Unilateral nerve sparing technique produces results that are intermediate between bilateral and non-nerve sparing surgery. Also, duration of time from the surgery to treatment for ED can play a role in the effectiveness of different therapeutic options.


Do men respond to PDE5 inhibitors after having prostate surgery?

The first line of treatment for ED following prostate surgery is oral medications, such as phosphodiesterase-5 inhibitors (PDE5i) - sildenafil (Viagra®), vardenafil (Levitra®) and tadalafil (Cialis®). About 70% of men respond in some fashion to oral drug therapy in the post-operative setting. 

Since these drugs are designed to increase blood flow to the penis upon sexual stimulation, they require intact nerves and arteries. Men receiving the nerve-sparing prostatectomy generally have a better response.

Does self-injection therapy used after prostate surgery help erectile function?

Penile self-injections provide very effective treatment of ED after prostate cancer surgery. Some studies report that penile self-injections can achieve a 95% success rate. Self-injection therapy is usually used after trying oral medications because of the convenience of oral therapy.

The role of oral, self-injection, intraurethral and vacuum therapies after treatment for prostate cancer:

For men who have had surgical or radiation treatment for prostate cancer, evidence suggests that oral, self-injection treatments started soon after treatment may improve the chances for later recovery of natural spontaneous erections. Oral therapy can be used with any of the three PDE5 inhibitor drugs. There are three vasodilator drugs used for self-injection therapy:

  • papaverine
  • phentolamine
  • Alprostadil, a type of prostaglandin E1

Injection of Alprostadil may cause penile pain. If this occurs, lowering the dose of Alprostadil and/or mixing Alprostadil with papaverine and phentolamine may reduce or eliminate the pain. The prescription drug called MUSE is used in intraurethral therapy. Penile implants are a third line therapy, with a success rate of about 80-90%.

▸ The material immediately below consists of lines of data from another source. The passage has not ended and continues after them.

use std::path::{Path, PathBuf};
use std::sync::Arc;
use std::time::Duration;

use agreement_retirement_api::{
    init_logging, AuditSink, EnforcementAdapter, HttpAuditSink, LogAuditSink, LogFormat,
    RetirementAdmin, RetirementService,
};
use agreement_retirement_core::{
    evaluate_time_interval, parse_instant, RetirementQuery, SortOrder, SystemClock,
};
use agreement_retirement_store_sqlite::{SqliteRetirementStore, SqliteStoreOptions};
use anyhow::{anyhow, Context, Result};
use clap::{Args, Parser, Subcommand, ValueEnum};
use serde_json::Value;
use time::OffsetDateTime;

const CLI_CONTRACT_VERSION: &str = "cli.v1";

#[derive(Debug, Parser)]
#[command(name = "ar")]
#[command(about = "Agreement retirement operator CLI")]
struct Cli {
    #[arg(long, env = "AR_DB", default_value = "./agreement_retirement.sqlite3")]
    db: PathBuf,
    #[arg(long, env = "AR_BUSY_TIMEOUT_MS", default_value_t = 5_000)]
    busy_timeout_ms: u64,
    /// Logging service endpoint receiving retirement events.
    #[arg(long, env = "AR_AUDIT_URL")]
    audit_url: Option<String>,
    #[arg(long, env = "AR_AUDIT_TIMEOUT_MS", default_value_t = 5_000)]
    audit_timeout_ms: u64,
    #[arg(long, env = "AR_LOG_FORMAT", default_value_t = LogFormat::Pretty)]
    log_format: LogFormat,

    #[command(subcommand)]
    command: Command,
}

#[derive(Debug, Subcommand)]
enum Command {
    Db {
        #[command(subcommand)]
        command: DbCommand,
    },
    /// Retire an agreement. Repeating the command keeps the original record.
    Retire(RetireArgs),
    Show(AgreementArgs),
    /// Print the authorization decision for an agreement.
    Check(AgreementArgs),
    List(ListArgs),
    Policy {
        #[command(subcommand)]
        command: PolicyCommand,
    },
}

#[derive(Debug, Subcommand)]
enum DbCommand {
    SchemaVersion,
    Migrate(DbMigrateArgs),
    IntegrityCheck,
    Export(DbExportArgs),
    Import(DbImportArgs),
}

#[derive(Debug, Args)]
struct DbMigrateArgs {
    #[arg(long, default_value_t = false)]
    dry_run: bool,
}

#[derive(Debug, Args)]
struct DbExportArgs {
    #[arg(long)]
    out: PathBuf,
}

#[derive(Debug, Args)]
struct DbImportArgs {
    #[arg(long = "in")]
    input: PathBuf,
}

#[derive(Debug, Args)]
struct RetireArgs {
    #[arg(long)]
    agreement_id: String,
    #[arg(long)]
    reason: String,
    #[arg(long, env = "AR_ACTOR", default_value = "operator-cli")]
    actor: String,
}

#[derive(Debug, Args)]
struct AgreementArgs {
    agreement_id: String,
}

#[derive(Debug, Clone, Copy, ValueEnum)]
enum OrderArg {
    Asc,
    Desc,
}

#[derive(Debug, Args)]
struct ListArgs {
    #[arg(long)]
    agreement_id: Option<String>,
    #[arg(long)]
    agreement_id_prefix: Option<String>,
    #[arg(long)]
    reason: Option<String>,
    #[arg(long)]
    reason_prefix: Option<String>,
    /// Exclusive lower bound, RFC 3339.
    #[arg(long)]
    retired_after: Option<String>,
    /// Exclusive upper bound, RFC 3339.
    #[arg(long)]
    retired_before: Option<String>,
    #[arg(long)]
    offset: Option<u32>,
    #[arg(long)]
    limit: Option<u32>,
    #[arg(long, value_enum)]
    order: Option<OrderArg>,
}

#[derive(Debug, Subcommand)]
enum PolicyCommand {
    /// Evaluate a time-interval constraint. Bounds accept RFC 3339 or epoch seconds.
    Eval(PolicyEvalArgs),
}

#[derive(Debug, Args)]
struct PolicyEvalArgs {
    #[arg(long)]
    valid_from: Option<String>,
    #[arg(long)]
    valid_until: Option<String>,
    /// Evaluation instant; defaults to now.
    #[arg(long)]
    at: Option<String>,
}

fn with_contract_version(value: Value) -> Value {
    match value {
        Value::Object(mut object) => {
            object.insert(
                "contract_version".to_string(),
                Value::String(CLI_CONTRACT_VERSION.to_string()),
            );
            Value::Object(object)
        }
        other => serde_json::json!({
            "contract_version": CLI_CONTRACT_VERSION,
            "payload": other
        }),
    }
}

fn emit_json(value: Value) -> Result<()> {
    println!("{}", serde_json::to_string_pretty(&with_contract_version(value))?);
    Ok(())
}

fn main() -> Result<()> {
    let cli = Cli::parse();
    init_logging(cli.log_format, "info")?;
    let busy_timeout = Duration::from_millis(cli.busy_timeout_ms);
    let service = || {
        open_service(&cli.db, busy_timeout, cli.audit_url.as_deref(), cli.audit_timeout_ms)
    };

    match cli.command {
        Command::Db { command } => run_db(command, &RetirementAdmin::new(cli.db.clone(), busy_timeout)),
        Command::Policy { command } => run_policy(command),
        Command::Retire(args) => run_retire(&args, &service()?),
        Command::Show(args) => {
            let record = service()?.get(&args.agreement_id)?;
            emit_json(serde_json::json!({
                "agreement_id": args.agreement_id,
                "retired": record.is_some(),
                "record": record
            }))
        }
        Command::Check(args) => {
            let decision =
                EnforcementAdapter::new(Arc::new(service()?)).check_allowed(&args.agreement_id);
            emit_json(serde_json::json!({
                "agreement_id": args.agreement_id,
                "allowed": decision.is_allowed(),
                "decision": decision
            }))
        }
        Command::List(args) => run_list(args, &service()?),
    }
}

fn open_service(
    db: &Path,
    busy_timeout: Duration,
    audit_url: Option<&str>,
    audit_timeout_ms: u64,
) -> Result<RetirementService> {
    let store = SqliteRetirementStore::open(db, SqliteStoreOptions { busy_timeout })
        .with_context(|| format!("failed to open retirement store {}", db.display()))?;
    let audit: Arc<dyn AuditSink> = match audit_url {
        Some(url) => Arc::new(HttpAuditSink::new(url, Duration::from_millis(audit_timeout_ms))),
        None => Arc::new(LogAuditSink),
    };
    Ok(RetirementService::new(Arc::new(store), audit, Arc::new(SystemClock)))
}

fn run_db(command: DbCommand, admin: &RetirementAdmin) -> Result<()> {
    match command {
        DbCommand::SchemaVersion => {
            let status = admin.schema_status()?;
            emit_json(serde_json::json!({
                "current_version": status.current_version,
                "target_version": status.target_version,
                "pending_versions": status.pending_versions,
                "up_to_date": status.pending_versions.is_empty(),
                "inferred_from_legacy": status.inferred_from_legacy
            }))
        }
        DbCommand::Migrate(args) => {
            let result = admin.migrate(args.dry_run)?;
            emit_json(serde_json::to_value(&result).context("failed to serialize migrate result")?)
        }
        DbCommand::IntegrityCheck => {
            let report = admin.integrity_check()?;
            emit_json(serde_json::to_value(&report).context("failed to serialize integrity report")?)
        }
        DbCommand::Export(args) => {
            let manifest = admin.export(&args.out)?;
            emit_json(serde_json::json!({
                "out_dir": args.out,
                "manifest": manifest
            }))
        }
        DbCommand::Import(args) => {
            let summary = admin.import(&args.input)?;
            emit_json(serde_json::json!({
                "in_dir": args.input,
                "summary": summary
            }))
        }
    }
}

fn run_retire(args: &RetireArgs, service: &RetirementService) -> Result<()> {
    let outcome = service.retire(&args.agreement_id, &args.reason, &args.actor)?;
    emit_json(serde_json::to_value(&outcome).context("failed to serialize retirement outcome")?)
}

fn run_list(args: ListArgs, service: &RetirementService) -> Result<()> {
    let query = RetirementQuery {
        agreement_id: args.agreement_id,
        agreement_id_prefix: args.agreement_id_prefix,
        reason: args.reason,
        reason_prefix: args.reason_prefix,
        retired_after: args.retired_after.as_deref().map(parse_rfc3339).transpose()?,
        retired_before: args.retired_before.as_deref().map(parse_rfc3339).transpose()?,
        offset: args.offset,
        limit: args.limit,
        order: args.order.map(|order| match order {
            OrderArg::Asc => SortOrder::Asc,
            OrderArg::Desc => SortOrder::Desc,
        }),
    };
    let page = service.find(&query)?;
    emit_json(serde_json::to_value(&page).context("failed to serialize retirement page")?)
}

fn run_policy(command: PolicyCommand) -> Result<()> {
    match command {
        PolicyCommand::Eval(args) => {
            let at = match args.at.as_deref() {
                Some(raw) => parse_instant(raw)
                    .ok_or_else(|| anyhow!("invalid --at instant (RFC 3339 or epoch seconds): {raw}"))?,
                None => OffsetDateTime::now_utc(),
            };
            let outcome =
                evaluate_time_interval(at, args.valid_from.as_deref(), args.valid_until.as_deref());
            emit_json(serde_json::json!({
                "at": at.format(&time::format_description::well_known::Rfc3339)?,
                "satisfied": outcome.is_satisfied(),
                "result": outcome
            }))
        }
    }
}

fn parse_rfc3339(value: &str) -> Result<OffsetDateTime> {
    OffsetDateTime::parse(value, &time::format_description::well_known::Rfc3339)
        .with_context(|| format!("invalid RFC3339 timestamp: {value}"))
}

They are the single most reliable form of treatment for erectile dysfunction, and they provide an excellent solution to the problem of erectile dysfunction. (will have a link here to our section on each of these treatments that provides readers with their basic information)

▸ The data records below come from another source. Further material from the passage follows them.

// JSON file task store
//
// The catalog is a single JSON array rewritten whole on each mutation. Writers
// hold `CatalogLock` for the whole read-modify-write cycle and publish the
// new catalog with an atomic rename, so lock-free readers always see a
// complete document.

use super::{TaskMutation, TaskStore};
use crate::errors::StoreError;
use crate::lock::CatalogLock;
use crate::models::TaskEntry;
use async_trait::async_trait;
use std::collections::HashSet;
use std::io::{ErrorKind, Write};
use std::path::{Path, PathBuf};
use std::sync::{Arc, Mutex};
use std::time::Duration;
use tracing::{debug, info, instrument};
use uuid::Uuid;

/// Write `bytes` to `path` through a synced temp file and a rename
pub fn write_atomic(path: &Path, bytes: &[u8]) -> std::io::Result<()> {
    let parent = path
        .parent()
        .filter(|p| !p.as_os_str().is_empty())
        .unwrap_or_else(|| Path::new("."));
    std::fs::create_dir_all(parent)?;

    let file_name = path
        .file_name()
        .map(|name| name.to_string_lossy().into_owned())
        .unwrap_or_else(|| "catalog".to_string());
    let tmp_path = parent.join(format!(".{}.{}.tmp", file_name, Uuid::new_v4().simple()));

    let result = (|| {
        let mut file = std::fs::File::create(&tmp_path)?;
        file.write_all(bytes)?;
        file.sync_all()?;
        std::fs::rename(&tmp_path, path)
    })();

    if result.is_err() {
        let _ = std::fs::remove_file(&tmp_path);
    }
    result
}

/// File-backed task store
#[derive(Clone)]
pub struct FileTaskStore {
    inner: Arc<Inner>,
}

struct Inner {
    path: PathBuf,
    lock: CatalogLock,
    // Ids deleted through this store; never handed out again
    retired: Mutex<HashSet<String>>,
}

impl FileTaskStore {
    pub fn new(path: impl Into<PathBuf>) -> Self {
        let path = path.into();
        let lock = CatalogLock::for_catalog(&path);
        Self::with_lock(path, lock)
    }

    pub fn with_lock_timeouts(
        path: impl Into<PathBuf>,
        timeout: Duration,
        stale_after: Duration,
    ) -> Self {
        let path = path.into();
        let lock = CatalogLock::for_catalog(&path).with_timeouts(timeout, stale_after);
        Self::with_lock(path, lock)
    }

    fn with_lock(path: PathBuf, lock: CatalogLock) -> Self {
        Self {
            inner: Arc::new(Inner {
                path,
                lock,
                retired: Mutex::new(HashSet::new()),
            }),
        }
    }

    pub fn path(&self) -> &Path {
        &self.inner.path
    }

    async fn blocking<T, F>(&self, op: F) -> Result<T, StoreError>
    where
        T: Send + 'static,
        F: FnOnce(&Inner) -> Result<T, StoreError> + Send + 'static,
    {
        let inner = Arc::clone(&self.inner);
        tokio::task::spawn_blocking(move || op(&inner))
            .await
            .map_err(|e| StoreError::Io(format!("catalog task failed: {}", e)))?
    }
}

impl Inner {
    fn corruption(&self, reason: impl Into<String>) -> StoreError {
        StoreError::StorageCorruption {
            path: self.path.display().to_string(),
            reason: reason.into(),
        }
    }

    fn read_catalog(&self) -> Result<Vec<TaskEntry>, StoreError> {
        let raw = match std::fs::read_to_string(&self.path) {
            Ok(raw) => raw,
            Err(e) if e.kind() == ErrorKind::NotFound => return Ok(Vec::new()),
            Err(e) if e.kind() == ErrorKind::InvalidData => {
                return Err(self.corruption(format!("not valid UTF-8: {}", e)))
            }
            Err(e) => return Err(e.into()),
        };
        if raw.trim().is_empty() {
            return Ok(Vec::new());
        }

        let entries: Vec<TaskEntry> =
            serde_json::from_str(&raw).map_err(|e| self.corruption(e.to_string()))?;

        let mut seen = HashSet::with_capacity(entries.len());
        if let Some(dup) = entries.iter().find(|entry| !seen.insert(entry.id.as_str())) {
            return Err(self.corruption(format!("duplicate task id {}", dup.id)));
        }
        Ok(entries)
    }

    fn write_catalog(&self, entries: &[TaskEntry]) -> Result<(), StoreError> {
        let json = serde_json::to_vec_pretty(entries)
            .map_err(|e| StoreError::Serialization(e.to_string()))?;
        write_atomic(&self.path, &json)?;
        Ok(())
    }

    /// Run one read-modify-write cycle under the catalog lock
    fn mutate<T>(
        &self,
        change: impl FnOnce(&mut Vec<TaskEntry>) -> Result<T, StoreError>,
    ) -> Result<T, StoreError> {
        let _guard = self.lock.acquire()?;
        let mut entries = self.read_catalog()?;
        let result = change(&mut entries)?;
        self.write_catalog(&entries)?;
        Ok(result)
    }

    fn is_retired(&self, id: &str) -> bool {
        self.retired
            .lock()
            .unwrap_or_else(|poisoned| poisoned.into_inner())
            .contains(id)
    }

    fn retire(&self, id: &str) {
        self.retired
            .lock()
            .unwrap_or_else(|poisoned| poisoned.into_inner())
            .insert(id.to_string());
    }
}

fn position(entries: &[TaskEntry], id: &str) -> Result<usize, StoreError> {
    entries
        .iter()
        .position(|entry| entry.id == id)
        .ok_or_else(|| StoreError::NotFound(id.to_string()))
}

#[async_trait]
impl TaskStore for FileTaskStore {
    #[instrument(skip(self, entry), fields(task_id = %entry.id, task_name = %entry.name))]
    async fn add(&self, entry: TaskEntry) -> Result<TaskEntry, StoreError> {
        entry.schedule()?;
        let added = self
            .blocking(move |inner| {
                if inner.is_retired(&entry.id) {
                    return Err(StoreError::DuplicateId(entry.id));
                }
                inner.mutate(|entries| {
                    if entries.iter().any(|existing| existing.id == entry.id) {
                        return Err(StoreError::DuplicateId(entry.id.clone()));
                    }
                    entries.push(entry.clone());
                    Ok(entry)
                })
            })
            .await?;

        info!(next_run_at = ?added.next_run_at, "Task added to catalog");
        Ok(added)
    }

    async fn get(&self, id: &str) -> Result<TaskEntry, StoreError> {
        let id = id.to_string();
        self.blocking(move |inner| {
            let entries = inner.read_catalog()?;
            entries
                .into_iter()
                .find(|entry| entry.id == id)
                .ok_or(StoreError::NotFound(id))
        })
        .await
    }

    async fn list(&self) -> Result<Vec<TaskEntry>, StoreError> {
        self.blocking(|inner| inner.read_catalog()).await
    }

    #[instrument(skip(self, entry), fields(task_id = %entry.id))]
    async fn update(&self, entry: TaskEntry) -> Result<TaskEntry, StoreError> {
        entry.schedule()?;
        self.blocking(move |inner| {
            inner.mutate(|entries| {
                let index = position(entries, &entry.id)?;
                entries[index] = entry.clone();
                Ok(entry)
            })
        })
        .await
    }

    #[instrument(skip(self))]
    async fn delete(&self, id: &str) -> Result<(), StoreError> {
        let id = id.to_string();
        self.blocking(move |inner| {
            inner.mutate(|entries| {
                let index = position(entries, &id)?;
                entries.remove(index);
                Ok(())
            })?;
            inner.retire(&id);
            Ok(())
        })
        .await?;

        info!("Task deleted from catalog");
        Ok(())
    }

    #[instrument(skip(self, mutation))]
    async fn modify(&self, id: &str, mutation: TaskMutation) -> Result<TaskEntry, StoreError> {
        let id = id.to_string();
        let updated = self
            .blocking(move |inner| {
                inner.mutate(|entries| {
                    let index = position(entries, &id)?;
                    let entry = &mut entries[index];
                    let before = entry.clone();
                    mutation(entry);
                    // The id is the catalog key
                    entry.id = before.id.clone();
                    let rescheduled = entry.schedule_type != before.schedule_type
                        || entry.schedule_config != before.schedule_config;
                    if rescheduled {
                        // Nothing is written when the new schedule is unusable
                        entry.schedule()?;
                    }
                    Ok(entry.clone())
                })
            })
            .await?;

        debug!(
            run_count = updated.run_count,
            next_run_at = ?updated.next_run_at,
            "Task modified"
        );
        Ok(updated)
    }
}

Is prostate surgery associated with penile shortening?

Decreased penile length is commonly experienced following radical prostatectomy. In one study, loss of penile length ranging from 0.5 to 4 cm (about 1/4 to 1½ inches) was experienced in 71% of men, although only 48% of men reported a loss over 1cm (about ½ inch). Some experts believe that penile shortening can be reduced by starting oral, self-injection, intraurethral and/or vacuum therapy a few weeks after surgery.

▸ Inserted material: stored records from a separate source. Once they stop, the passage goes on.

fn parse_interval_config(config: &ScheduleConfig) -> Result<Schedule, ScheduleError> {
    reject_unknown_keys(config, &INTERVAL_UNITS, ScheduleType::Interval)?;
    if config.contains_key("timezone") {
        return Err(ScheduleError::InvalidConfiguration(
            "interval schedules do not take a timezone".to_string(),
        ));
    }

    let mut units = config.iter();
    let (unit, value) = match (units.next(), units.next()) {
        (Some(entry), None) => entry,
        (None, _) => {
            return Err(ScheduleError::InvalidConfiguration(
                "interval requires one of seconds, minutes, hours, days, weeks".to_string(),
            ))
        }
        (Some(_), Some(_)) => {
            return Err(ScheduleError::InvalidConfiguration(
                "interval must use exactly one duration unit".to_string(),
            ))
        }
    };

    let amount = value
        .as_i64()
        .filter(|n| *n > 0)
        .ok_or_else(|| {
            ScheduleError::InvalidConfiguration(format!(
                "interval {} must be a positive integer, got {}",
                unit, value
            ))
        })?;

    let every = match unit.as_str() {
        "seconds" => Duration::try_seconds(amount),
        "minutes" => Duration::try_minutes(amount),
        "hours" => Duration::try_hours(amount),
        "days" => Duration::try_days(amount),
        "weeks" => Duration::try_weeks(amount),
        _ => None,
    }
    .ok_or_else(|| {
        ScheduleError::InvalidConfiguration(format!("interval of {} {} is too large", amount, unit))
    })?;

    Ok(Schedule::Interval { every })
}

fn parse_once_config(config: &ScheduleConfig) -> Result<Schedule, ScheduleError> {
    reject_unknown_keys(config, &["run_date"], ScheduleType::Once)?;
    let timezone = parse_timezone(config)?;

    let raw = match config.get("run_date") {
        Some(Value::String(s)) => s.trim(),
        Some(other) => {
            return Err(ScheduleError::InvalidConfiguration(format!(
                "run_date must be a timestamp string, got {}",
                other
            )))
        }
        None => {
            return Err(ScheduleError::InvalidConfiguration(
                "once schedule requires run_date".to_string(),
            ))
        }
    };

    Ok(Schedule::Once {
        run_at: parse_run_date(raw, timezone)?,
    })
}

fn parse_run_date(raw: &str, timezone: Tz) -> Result<DateTime<Utc>, ScheduleError> {
    if let Ok(at) = DateTime::parse_from_rfc3339(raw) {
        return Ok(at.with_timezone(&Utc));
    }

    let naive = ["%Y-%m-%dT%H:%M:%S%.f", "%Y-%m-%d %H:%M:%S%.f", "%Y-%m-%dT%H:%M"]
        .iter()
        .find_map(|format| NaiveDateTime::parse_from_str(raw, format).ok())
        .or_else(|| {
            NaiveDate::parse_from_str(raw, "%Y-%m-%d")
                .ok()
                .and_then(|date| date.and_hms_opt(0, 0, 0))
        })
        .ok_or_else(|| {
            ScheduleError::InvalidConfiguration(format!("unparsable run_date '{}'", raw))
        })?;

    timezone
        .from_local_datetime(&naive)
        .earliest()
        .map(|local| local.with_timezone(&Utc))
        .ok_or_else(|| {
            ScheduleError::InvalidConfiguration(format!(
                "run_date '{}' does not exist in {}",
                raw, timezone
            ))
        })
}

Is it normal for men to leak urine during an orgasm?

Some men may leak urine during sexual activity and/or orgasm following prostate surgery, but the amount and frequency of leakage usually decrease over time. One way to help avoid leaking is to empty the bladder completely before sexual intimacy.

Strategies used to minimize this problem have included wearing condoms, certain medications (the antidepressant imipramine, for example) and the use of a constriction band after the achievement of an erection (like the ACTIS tension band).